The stated explanations are all ridiculous.

So why did Carmen Ortiz (and not, Dzhokhar’s lawyers point out, prison officials) impose these SAMs over 4 months after Dzhokhar got arrested?

It may be the government just wants to subject Dzhokhar to solitary to make him less defiant in case of any public appearances — to “break” him, just as the US government has used other torture methods for. (Still, if that was the purpose, why not impose them back in April and May, before his arraignment?)

But I’m particularly interested in the way this happened as things have heated up in Florida in the aftermath of FBI’s killing of Ibragim Todashev.

I’ve put the relevant dates below. And while they don’t match exactly, during the same time as Dzhokhar has been subjected to these new measures, the FBI, local authorities, and other federal agencies have been trying to investigate Florida’s Russian immigrant community that had ties to Todashev. While I have no idea why the government would want to prevent Dzhokhar from learning of any of that (nor am I aware of any evidence he knew Todashev or any of the others, though he may have known Todashev from when he lived in MA), I do find the parallel developments to be of interest.

Some of the emphasis, thus far, in how the SAMs have been applied is also of interest. The government won’t let the Defense show Dzhokhar pictures of his family (remember, he has a spooked up uncle).

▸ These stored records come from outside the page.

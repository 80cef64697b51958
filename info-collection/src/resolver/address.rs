//! Email address fields: recipient, sender, cc and bcc

use tracing::{debug, warn};
use validator::ValidateEmail;

use super::{FieldValueResolver, ResolutionContext};
use crate::content::ValueProperty;
use crate::error::{InfoCollectionError, Result};

/// Whether `address` is a syntactically valid email address
#[must_use]
pub fn is_valid_email(address: &str) -> bool {
    address.to_string().validate_email()
}

/// Split a comma separated list and keep the valid addresses
///
/// Tokens are trimmed, invalid tokens are dropped and duplicates collapse
/// onto their first occurrence. Order is preserved.
///
/// # Examples
///
/// ```rust
/// use info_collection::resolver::parse_address_list;
///
/// let addresses = parse_address_list("a@x.com, not-an-email, b@x.com");
/// assert_eq!(addresses, vec!["a@x.com", "b@x.com"]);
/// ```
#[must_use]
pub fn parse_address_list(list: &str) -> Vec<String> {
    let mut addresses: Vec<String> = Vec::new();
    for token in list.split(',').map(str::trim) {
        if is_valid_email(token) && !addresses.iter().any(|a| a == token) {
            addresses.push(token.to_string());
        }
    }
    addresses
}

/// Resolves multi-valued, validated address fields
///
/// Uses the same three tiers as [`FieldValueResolver`], with these
/// differences: a rendered block is a comma separated list filtered down to
/// valid addresses, a content field contributes its single email address,
/// and a config default is used only if it is itself a valid address. A
/// block whose every token is invalid falls through to the content field
/// rather than failing.
#[derive(Clone)]
pub struct EmailAddressResolver {
    values: FieldValueResolver,
}

impl EmailAddressResolver {
    /// Create an address resolver sharing the text resolver's sources
    #[must_use]
    pub const fn new(values: FieldValueResolver) -> Self {
        Self { values }
    }

    /// Resolve a required address field
    ///
    /// # Errors
    ///
    /// Returns `InfoCollectionError::MissingValue` when no source yields an
    /// address, or a template error if the block fails to render
    pub fn resolve(&self, ctx: &ResolutionContext<'_>, field: &str) -> Result<Vec<String>> {
        if let Some(addresses) = Self::block_addresses(ctx, field)? {
            return Ok(addresses);
        }

        if let Some(address) = self
            .values
            .content_value(ctx.content(), field, ValueProperty::Email)
        {
            debug!(field, source = "content", "Resolved address field");
            return Ok(vec![address]);
        }

        if let Some(default) = self.values.default_value(field) {
            let default = default.trim();
            if is_valid_email(default) {
                debug!(field, source = "config", "Resolved address field");
                return Ok(vec![default.to_string()]);
            }
            warn!(field, default, "Ignoring invalid default address");
        }

        Err(InfoCollectionError::missing_value(field))
    }

    /// Resolve an optional address field such as `cc`
    ///
    /// An exhausted field yields an empty list.
    ///
    /// # Errors
    ///
    /// Returns a template error if the block fails to render
    pub fn resolve_optional(
        &self,
        ctx: &ResolutionContext<'_>,
        field: &str,
    ) -> Result<Vec<String>> {
        match self.resolve(ctx, field) {
            Err(InfoCollectionError::MissingValue(_)) => Ok(Vec::new()),
            other => other,
        }
    }

    /// Resolve an address field from the submission itself
    ///
    /// Used by the auto responder: the block named `field` wins, otherwise
    /// the submitted value of `submitted_field` is used if it is a valid
    /// address.
    ///
    /// # Errors
    ///
    /// Returns `InfoCollectionError::MissingValue` naming `field` when
    /// neither source yields an address
    pub fn resolve_submitted(
        &self,
        ctx: &ResolutionContext<'_>,
        field: &str,
        submitted_field: &str,
    ) -> Result<Vec<String>> {
        if let Some(addresses) = Self::block_addresses(ctx, field)? {
            return Ok(addresses);
        }

        let submitted = ctx
            .event()
            .collected
            .get(submitted_field)
            .and_then(|value| {
                value
                    .property(ValueProperty::Email)
                    .or_else(|| value.property(ValueProperty::Text))
            })
            .map(|address| address.trim().to_string())
            .filter(|address| is_valid_email(address));

        if let Some(address) = submitted {
            debug!(field, submitted_field, source = "submission", "Resolved address field");
            return Ok(vec![address]);
        }

        Err(InfoCollectionError::missing_value(field))
    }

    fn block_addresses(ctx: &ResolutionContext<'_>, field: &str) -> Result<Option<Vec<String>>> {
        let Some(rendered) = ctx.render_field_block(field)? else {
            return Ok(None);
        };

        let addresses = parse_address_list(&rendered);
        if addresses.is_empty() {
            debug!(field, %rendered, "Block rendered no valid address");
            return Ok(None);
        }

        debug!(field, count = addresses.len(), source = "block", "Resolved address field");
        Ok(Some(addresses))
    }
}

The government will decide what kinds of extremist literature it deems discovery relevant to Dzhokhar’s defense and therefore admissible as legal material.

The latter detail, especially, suggests another possible explanation (and it is just a theory, not one I’m ready to fully support): the government doesn’t want the Defense team to be able to substantiate any other motive for the Boston attack besides the Islamic extremism they’ve publicly claimed and highlight even in the SAM memo.

But I would love to know the real reason they are doing this.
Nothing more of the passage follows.